**TRY IT:** Your reply should hold only the lines from the one containing "assert!(style.an_is_right() && style.an_is_top());" to the final line of the listing below, restated word for word.

**SOURCE DATA:**

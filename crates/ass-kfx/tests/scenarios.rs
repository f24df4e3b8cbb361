//! End-to-end behavior of parsing, decomposition and serialization
//!
//! Each test drives the public API the way an effect script would: parse
//! a document, decompose it with the monospace engine, then inspect or
//! write the result.

use ass_kfx::{
    font::monospace::MonospaceEngine,
    layout::positioning::Alignment,
    parser::{ast::STYLE_FORMAT, IssueCategory, IssueSeverity},
    CoreError, Document, DocumentOptions, FontCache, FrameRate, Line, ParseError, SaveOptions,
    Style, TextUnit,
};
use pretty_assertions::assert_eq;

const DEFAULT_STYLE: &str = "Style: Default,Arial,20,&H00FFFFFF,&H000000FF,&H00000000,&H00000000,0,0,0,0,100,100,0,0,1,2,2,2,10,10,10,1";

fn init_logging() {
    let _ = env_logger::builder().is_test(true).try_init();
}

fn script(styles: &[&str], events: &[&str]) -> String {
    let mut text = String::from("[Script Info]\nTitle: Scenario\nScriptType: v4.00+\nPlayResX: 1920\nPlayResY: 1080\n\n");
    text.push_str("[V4+ Styles]\n");
    text.push_str(STYLE_FORMAT);
    text.push('\n');
    for style in styles {
        text.push_str(style);
        text.push('\n');
    }
    text.push_str("\n[Events]\nFormat: Layer, Start, End, Style, Name, MarginL, MarginR, MarginV, Effect, Text\n");
    for event in events {
        text.push_str(event);
        text.push('\n');
    }
    text
}

fn decomposed(text: &str, options: &DocumentOptions) -> Document {
    let mut doc = Document::parse(text, options).expect("script should parse");
    doc.decompose(&mut FontCache::new(MonospaceEngine))
        .expect("monospace engine never fails");
    doc
}

#[test]
fn karaoke_line_decomposes_into_syllables() {
    init_logging();
    let text = script(
        &[DEFAULT_STYLE],
        &[r"Dialogue: 0,0:00:01.00,0:00:03.00,Default,,0,0,0,,{\k50}Hel{\k50}lo"],
    );
    let options = DocumentOptions::default()
        .with_fps(FrameRate::rational(24000, 1001))
        .with_fix_timestamps(false);
    let doc = decomposed(&text, &options);

    let line = &doc.lines()[0];
    assert_eq!(line.duration, 2.0);
    assert_eq!(line.text, "Hello");
    let syls: Vec<(&str, f64)> = line
        .syls
        .iter()
        .map(|syl| (syl.text.as_str(), syl.duration))
        .collect();
    assert_eq!(syls, vec![("Hel", 0.5), ("lo", 0.5)]);
    assert_eq!(line.syls[1].start_time.as_secs(), 0.5);
    assert_eq!(line.syls[1].end_time.as_secs(), 1.0);
    assert_eq!(line.words.len(), 1);
    assert_eq!(line.chars.len(), 5);
}

#[test]
fn syllable_durations_add_up_to_the_line() {
    let text = script(
        &[DEFAULT_STYLE],
        &[r"Dialogue: 0,0:00:01.00,0:00:03.00,Default,,0,0,0,,{\k100}Hel{\Kf60}lo {\ko40}you"],
    );
    let fps = FrameRate::NTSC_FILM;

    for fix in [false, true] {
        let options = DocumentOptions::default()
            .with_fps(fps)
            .with_fix_timestamps(fix);
        let doc = decomposed(&text, &options);
        let line = &doc.lines()[0];
        assert_eq!(line.syls.len(), 3);

        let total: f64 = line.syls.iter().map(|syl| syl.duration).sum();
        assert!((total - 2.0).abs() < 1e-9);
        for pair in line.syls.windows(2) {
            assert_eq!(pair[0].end_time, pair[1].start_time);
        }
        let last = &line.syls[line.syls.len() - 1];
        assert!((last.end_time.as_secs() - total).abs() < 1e-9);

        // Snapping moves each event edge onto a frame, so the line may
        // drift from the karaoke total by less than one frame.
        let tolerance = if fix { fps.frame_duration() } else { 1e-9 };
        assert!(
            (line.duration - total).abs() < tolerance,
            "fix_timestamps={fix}: line {} vs syllables {total}",
            line.duration
        );
    }
}

#[test]
fn style_booleans_keep_their_literal_value() {
    let off = Style::parse(DEFAULT_STYLE, 0).expect("valid style");
    assert!(!off.bold.is_on());
    assert_eq!(off.to_ass_string(), DEFAULT_STYLE);

    let on_line = DEFAULT_STYLE.replace(",0,0,0,0,100,", ",-1,0,0,0,100,");
    let on = Style::parse(&on_line, 0).expect("valid style");
    assert!(on.bold.is_on());
    assert_eq!(on.to_ass_string(), on_line);

    let mut set = off.clone();
    set.set_bold(true);
    assert_eq!(set.bold.0, -1);
    assert_eq!(set.to_ass_string(), on_line);
    set.set_bold(false);
    assert_eq!(set, off);
}

#[test]
fn middle_aligned_line_is_centered_on_the_play_area() {
    let style = DEFAULT_STYLE.replace(",2,10,10,10,1", ",5,0,0,0,1");
    // Ten glyphs at 10px each make a 100px line.
    let text = script(
        &[&style],
        &["Dialogue: 0,0:00:00.00,0:00:02.00,Default,,0,0,0,,abcdefghij"],
    );
    let doc = decomposed(&text, &DocumentOptions::default());

    let extent = doc.lines()[0].extent;
    assert_eq!(extent.width, 100.0);
    assert_eq!(extent.left, 960.0 - 50.0);
    assert_eq!(extent.x, 960.0);
    assert_eq!(extent.center, 960.0);
    assert_eq!(extent.y, 540.0);
}

#[test]
fn leads_follow_style_sequences() {
    let sign = DEFAULT_STYLE.replace("Default", "Sign");
    let text = script(
        &[DEFAULT_STYLE, &sign],
        &[
            "Dialogue: 0,0:00:01.00,0:00:02.00,Default,,0,0,0,,one",
            "Dialogue: 0,0:00:01.50,0:00:04.00,Sign,,0,0,0,,sign",
            "Dialogue: 0,0:00:02.50,0:00:03.00,Default,,0,0,0,,two",
        ],
    );
    let options = DocumentOptions::default()
        .with_fix_timestamps(false)
        .with_boundary_lead(0.25);
    let doc = decomposed(&text, &options);

    let leads: Vec<(Option<f64>, Option<f64>)> = doc
        .lines()
        .iter()
        .map(|line| (line.leadin, line.leadout))
        .collect();
    assert_eq!(
        leads,
        vec![
            (Some(0.25), Some(0.5)),
            (Some(0.25), Some(0.25)),
            (Some(0.5), Some(0.25)),
        ]
    );
}

#[test]
fn undefined_style_falls_back_to_default() {
    let text = script(
        &[DEFAULT_STYLE],
        &["Dialogue: 0,0:00:00.00,0:00:01.00,Missing,,0,0,0,,text"],
    );
    let doc = decomposed(&text, &DocumentOptions::default());

    let issue = doc
        .issues()
        .iter()
        .find(|issue| issue.category == IssueCategory::Event)
        .expect("fallback is reported");
    assert_eq!(issue.severity, IssueSeverity::Warning);

    let fallback = doc.line_style(&doc.lines()[0]).expect("fallback registered");
    assert_eq!(fallback.name, "Missing");
    assert_eq!(fallback.fontsize, 20.0);
    assert!(doc.lines()[0].extent.width > 0.0);

    let written = doc.to_ass_string(&[], &SaveOptions::default());
    assert!(!written.contains("Style: Missing"));
}

#[test]
fn malformed_event_is_fatal() {
    let text = script(&[DEFAULT_STYLE], &["Dialogue: 0,0:00:00.00,Default,text"]);
    let err = Document::parse(&text, &DocumentOptions::default()).expect_err("too few fields");
    assert!(matches!(
        err,
        CoreError::Parse(ParseError::MalformedLine { index: 0, .. })
    ));
}

#[test]
fn vertical_kanji_stacks_characters() {
    let style = DEFAULT_STYLE.replace(",2,10,10,10,1", ",5,10,10,10,1");
    let text = script(
        &[&style],
        &["Dialogue: 0,0:00:00.00,0:00:02.00,Default,,0,0,0,,abc"],
    );
    let doc = decomposed(&text, &DocumentOptions::default().with_vertical_kanji(true));

    let line = &doc.lines()[0];
    let tops: Vec<f64> = line.chars.iter().map(|c| c.extent.top).collect();
    assert_eq!(tops, vec![510.0, 530.0, 550.0]);
    assert!(line.chars.iter().all(|c| c.extent.x == 960.0));
    assert_eq!(line.extent.height, 60.0);
}

#[test]
fn generated_lines_are_written_after_commented_sources() {
    let text = script(
        &[DEFAULT_STYLE],
        &[r"Dialogue: 0,0:00:01.00,0:00:03.00,Default,,0,0,0,,{\k50}Hel{\k50}lo"],
    );
    let mut doc = decomposed(&text, &DocumentOptions::default().with_fix_timestamps(false));

    let line = doc.lines()[0].clone();
    let mut generated: Vec<Line> = Vec::new();
    for syl in line.syls.iter() {
        let mut fx = line.clone();
        fx.layer = 1;
        fx.set_times(line.start_time + syl.start_time, line.start_time + syl.end_time);
        fx.set_text(format!(r"{{\an5\pos({},{})}}{}", syl.extent.center, syl.extent.middle, syl.text));
        generated.push(fx);
    }
    doc.add_line(&generated[0], None);

    let written = doc.to_ass_string(&generated[1..], &SaveOptions::default());
    let events: Vec<&str> = written
        .lines()
        .skip_while(|l| *l != "[Events]")
        .skip(2)
        .collect();
    assert_eq!(
        events,
        vec![
            r"Comment: 0,0:00:01.00,0:00:03.00,Default,,0,0,0,,{\k50}Hel{\k50}lo",
            r"Dialogue: 1,0:00:01.00,0:00:01.50,Default,,0,0,0,,{\an5\pos(950,1060)}Hel",
            r"Dialogue: 1,0:00:01.50,0:00:02.00,Default,,0,0,0,,{\an5\pos(975,1060)}lo",
        ]
    );
}

#[test]
fn alignment_helpers_match_numpad_layout() {
    let mut style = Style::default();
    style.alignment = Alignment::new(9).expect("valid alignment");
    assert!(style.an_is_right() && style.an_is_top());
    style.alignment = Alignment::new(4).expect("valid alignment");
    assert!(style.an_is_left() && style.an_is_middle());
}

**WRITTEN ANSWER:**
    assert!(style.an_is_right() && style.an_is_top());
    style.alignment = Alignment::new(4).expect("valid alignment");
    assert!(style.an_is_left() && style.an_is_middle());
}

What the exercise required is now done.